_Dataset excerpts:_
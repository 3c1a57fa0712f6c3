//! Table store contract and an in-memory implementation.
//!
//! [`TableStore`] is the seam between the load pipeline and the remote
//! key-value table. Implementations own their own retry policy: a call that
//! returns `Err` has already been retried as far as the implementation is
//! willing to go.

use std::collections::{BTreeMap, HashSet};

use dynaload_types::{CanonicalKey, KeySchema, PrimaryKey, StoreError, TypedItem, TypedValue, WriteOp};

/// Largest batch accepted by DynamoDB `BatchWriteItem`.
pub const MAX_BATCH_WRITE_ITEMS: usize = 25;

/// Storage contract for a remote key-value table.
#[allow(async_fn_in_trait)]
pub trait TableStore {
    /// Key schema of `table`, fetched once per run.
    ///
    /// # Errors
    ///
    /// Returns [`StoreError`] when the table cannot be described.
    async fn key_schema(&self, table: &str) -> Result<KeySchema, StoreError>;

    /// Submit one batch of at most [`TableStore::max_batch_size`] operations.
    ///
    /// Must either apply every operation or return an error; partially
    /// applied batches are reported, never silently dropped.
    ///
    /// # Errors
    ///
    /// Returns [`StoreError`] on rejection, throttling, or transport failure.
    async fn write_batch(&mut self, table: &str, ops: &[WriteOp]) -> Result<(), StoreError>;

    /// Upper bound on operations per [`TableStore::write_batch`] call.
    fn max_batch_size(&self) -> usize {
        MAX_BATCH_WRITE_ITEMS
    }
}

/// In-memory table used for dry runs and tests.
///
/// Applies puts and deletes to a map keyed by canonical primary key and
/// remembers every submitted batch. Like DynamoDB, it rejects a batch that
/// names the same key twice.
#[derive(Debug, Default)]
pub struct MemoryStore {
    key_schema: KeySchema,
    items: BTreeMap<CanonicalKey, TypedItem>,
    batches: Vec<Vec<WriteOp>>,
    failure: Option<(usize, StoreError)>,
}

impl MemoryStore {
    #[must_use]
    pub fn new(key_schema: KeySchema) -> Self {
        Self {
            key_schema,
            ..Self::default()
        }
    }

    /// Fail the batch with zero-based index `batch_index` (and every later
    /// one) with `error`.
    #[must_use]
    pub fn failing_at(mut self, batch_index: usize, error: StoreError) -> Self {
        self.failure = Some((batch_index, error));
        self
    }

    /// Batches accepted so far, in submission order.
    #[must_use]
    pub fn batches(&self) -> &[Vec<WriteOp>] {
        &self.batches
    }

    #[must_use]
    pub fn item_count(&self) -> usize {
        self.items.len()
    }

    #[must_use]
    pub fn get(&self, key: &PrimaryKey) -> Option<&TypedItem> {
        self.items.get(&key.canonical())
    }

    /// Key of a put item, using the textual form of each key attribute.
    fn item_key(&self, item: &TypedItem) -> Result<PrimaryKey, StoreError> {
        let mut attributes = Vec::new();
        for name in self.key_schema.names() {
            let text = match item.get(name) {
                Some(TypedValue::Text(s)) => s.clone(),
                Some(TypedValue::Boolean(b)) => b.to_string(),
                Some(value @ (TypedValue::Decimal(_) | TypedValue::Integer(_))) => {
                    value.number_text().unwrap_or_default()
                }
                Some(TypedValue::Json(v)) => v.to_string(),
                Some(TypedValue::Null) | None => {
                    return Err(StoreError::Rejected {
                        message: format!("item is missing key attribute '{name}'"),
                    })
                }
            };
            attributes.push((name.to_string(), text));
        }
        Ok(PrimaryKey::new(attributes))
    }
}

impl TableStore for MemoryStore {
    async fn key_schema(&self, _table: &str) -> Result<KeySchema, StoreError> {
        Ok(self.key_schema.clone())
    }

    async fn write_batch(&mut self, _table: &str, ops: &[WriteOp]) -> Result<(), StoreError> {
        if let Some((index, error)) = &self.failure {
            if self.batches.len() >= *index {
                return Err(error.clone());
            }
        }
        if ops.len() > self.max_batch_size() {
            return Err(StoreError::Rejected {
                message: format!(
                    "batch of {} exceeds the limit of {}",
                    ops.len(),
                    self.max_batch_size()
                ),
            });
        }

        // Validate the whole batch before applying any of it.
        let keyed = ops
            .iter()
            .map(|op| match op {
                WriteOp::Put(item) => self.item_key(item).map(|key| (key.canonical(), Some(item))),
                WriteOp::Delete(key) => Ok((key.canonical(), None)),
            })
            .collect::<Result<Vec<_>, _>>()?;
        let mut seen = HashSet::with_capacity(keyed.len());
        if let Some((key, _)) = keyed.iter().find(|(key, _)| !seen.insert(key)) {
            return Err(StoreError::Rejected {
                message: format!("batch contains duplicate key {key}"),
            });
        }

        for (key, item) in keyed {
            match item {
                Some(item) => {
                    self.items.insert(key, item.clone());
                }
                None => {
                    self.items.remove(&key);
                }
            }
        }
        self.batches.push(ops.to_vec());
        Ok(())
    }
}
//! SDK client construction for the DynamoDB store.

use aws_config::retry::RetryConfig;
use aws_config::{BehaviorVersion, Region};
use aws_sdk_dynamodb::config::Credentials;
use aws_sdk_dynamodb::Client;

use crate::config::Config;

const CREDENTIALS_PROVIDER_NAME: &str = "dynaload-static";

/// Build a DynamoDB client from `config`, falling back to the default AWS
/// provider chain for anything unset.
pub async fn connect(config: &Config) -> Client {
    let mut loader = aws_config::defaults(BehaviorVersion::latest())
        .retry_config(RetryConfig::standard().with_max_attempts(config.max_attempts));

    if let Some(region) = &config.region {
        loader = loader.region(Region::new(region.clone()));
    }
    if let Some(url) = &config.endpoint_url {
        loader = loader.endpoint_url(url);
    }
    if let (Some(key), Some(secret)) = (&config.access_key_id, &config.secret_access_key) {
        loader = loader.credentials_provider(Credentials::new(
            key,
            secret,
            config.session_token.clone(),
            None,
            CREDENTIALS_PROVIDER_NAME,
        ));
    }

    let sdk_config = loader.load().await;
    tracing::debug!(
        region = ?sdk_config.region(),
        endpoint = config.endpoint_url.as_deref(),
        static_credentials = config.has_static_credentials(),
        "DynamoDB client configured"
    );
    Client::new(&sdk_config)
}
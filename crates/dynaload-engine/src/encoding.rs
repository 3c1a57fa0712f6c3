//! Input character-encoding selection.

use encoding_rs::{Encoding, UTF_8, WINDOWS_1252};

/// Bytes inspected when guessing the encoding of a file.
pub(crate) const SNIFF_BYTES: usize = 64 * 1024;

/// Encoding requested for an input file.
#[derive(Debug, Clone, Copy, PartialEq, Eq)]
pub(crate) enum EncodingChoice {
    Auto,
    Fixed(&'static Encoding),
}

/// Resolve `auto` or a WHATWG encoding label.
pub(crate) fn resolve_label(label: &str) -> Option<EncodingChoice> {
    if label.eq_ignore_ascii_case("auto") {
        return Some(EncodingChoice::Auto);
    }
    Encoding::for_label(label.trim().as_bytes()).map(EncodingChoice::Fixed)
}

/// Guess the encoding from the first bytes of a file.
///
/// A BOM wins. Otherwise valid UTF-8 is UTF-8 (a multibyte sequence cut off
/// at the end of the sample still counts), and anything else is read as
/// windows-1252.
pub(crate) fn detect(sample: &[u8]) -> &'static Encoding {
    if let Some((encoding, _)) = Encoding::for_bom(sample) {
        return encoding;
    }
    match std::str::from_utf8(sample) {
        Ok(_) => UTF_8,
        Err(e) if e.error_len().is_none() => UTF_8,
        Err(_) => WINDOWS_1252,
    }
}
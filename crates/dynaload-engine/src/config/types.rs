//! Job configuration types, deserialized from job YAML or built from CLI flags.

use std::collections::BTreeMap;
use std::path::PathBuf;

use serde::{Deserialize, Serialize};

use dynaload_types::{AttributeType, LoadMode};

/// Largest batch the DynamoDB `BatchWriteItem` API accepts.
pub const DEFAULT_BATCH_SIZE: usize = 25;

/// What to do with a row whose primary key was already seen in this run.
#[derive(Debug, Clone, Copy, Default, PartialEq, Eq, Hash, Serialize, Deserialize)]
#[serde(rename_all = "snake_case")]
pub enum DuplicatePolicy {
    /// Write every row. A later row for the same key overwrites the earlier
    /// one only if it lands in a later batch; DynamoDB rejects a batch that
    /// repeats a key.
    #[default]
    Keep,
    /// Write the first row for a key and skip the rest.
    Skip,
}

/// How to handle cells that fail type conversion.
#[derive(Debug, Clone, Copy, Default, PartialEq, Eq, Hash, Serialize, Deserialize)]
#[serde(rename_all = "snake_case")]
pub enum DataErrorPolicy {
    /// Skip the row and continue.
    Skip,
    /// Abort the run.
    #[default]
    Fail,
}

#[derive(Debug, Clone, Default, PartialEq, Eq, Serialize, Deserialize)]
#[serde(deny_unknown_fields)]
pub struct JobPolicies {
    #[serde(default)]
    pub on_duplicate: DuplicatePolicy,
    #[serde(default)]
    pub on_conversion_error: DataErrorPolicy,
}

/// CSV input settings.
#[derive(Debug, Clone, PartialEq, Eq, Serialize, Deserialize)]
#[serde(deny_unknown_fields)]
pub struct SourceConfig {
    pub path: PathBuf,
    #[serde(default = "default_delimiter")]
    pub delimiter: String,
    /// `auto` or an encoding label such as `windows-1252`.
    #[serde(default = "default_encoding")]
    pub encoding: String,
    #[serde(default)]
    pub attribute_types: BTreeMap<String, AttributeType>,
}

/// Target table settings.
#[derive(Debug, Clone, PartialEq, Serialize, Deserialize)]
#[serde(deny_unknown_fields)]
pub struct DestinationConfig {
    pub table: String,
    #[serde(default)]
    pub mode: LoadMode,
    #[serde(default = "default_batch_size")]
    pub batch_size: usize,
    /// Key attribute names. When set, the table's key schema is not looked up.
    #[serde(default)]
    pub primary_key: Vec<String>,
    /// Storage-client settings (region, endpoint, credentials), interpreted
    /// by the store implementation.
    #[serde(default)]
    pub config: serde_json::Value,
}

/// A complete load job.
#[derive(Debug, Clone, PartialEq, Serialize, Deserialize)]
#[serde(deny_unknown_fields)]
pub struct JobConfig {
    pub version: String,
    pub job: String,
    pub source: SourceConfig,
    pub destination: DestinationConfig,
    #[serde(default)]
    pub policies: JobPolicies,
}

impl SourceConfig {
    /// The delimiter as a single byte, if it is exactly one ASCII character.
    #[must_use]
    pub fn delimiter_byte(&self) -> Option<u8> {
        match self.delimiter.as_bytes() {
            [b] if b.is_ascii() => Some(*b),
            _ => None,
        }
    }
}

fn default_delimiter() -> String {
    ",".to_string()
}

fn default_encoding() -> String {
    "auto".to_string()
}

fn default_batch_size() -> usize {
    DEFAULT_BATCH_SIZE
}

_Work order:_ Nothing beyond the line containing "#[allow(async_fn_in_trait)]" is to be output; the lines above, from the first one onward to that line, are to be transcribed exactly.

_Problem solution:_
repository 3c1a57fa0712f6c3
//! Table store contract and an in-memory implementation.
//!
//! [`TableStore`] is the seam between the load pipeline and the remote
//! key-value table. Implementations own their own retry policy: a call that
//! returns `Err` has already been retried as far as the implementation is
//! willing to go.

use std::collections::{BTreeMap, HashSet};

use dynaload_types::{CanonicalKey, KeySchema, PrimaryKey, StoreError, TypedItem, TypedValue, WriteOp};

/// Largest batch accepted by DynamoDB `BatchWriteItem`.
pub const MAX_BATCH_WRITE_ITEMS: usize = 25;

/// Storage contract for a remote key-value table.
#[allow(async_fn_in_trait)]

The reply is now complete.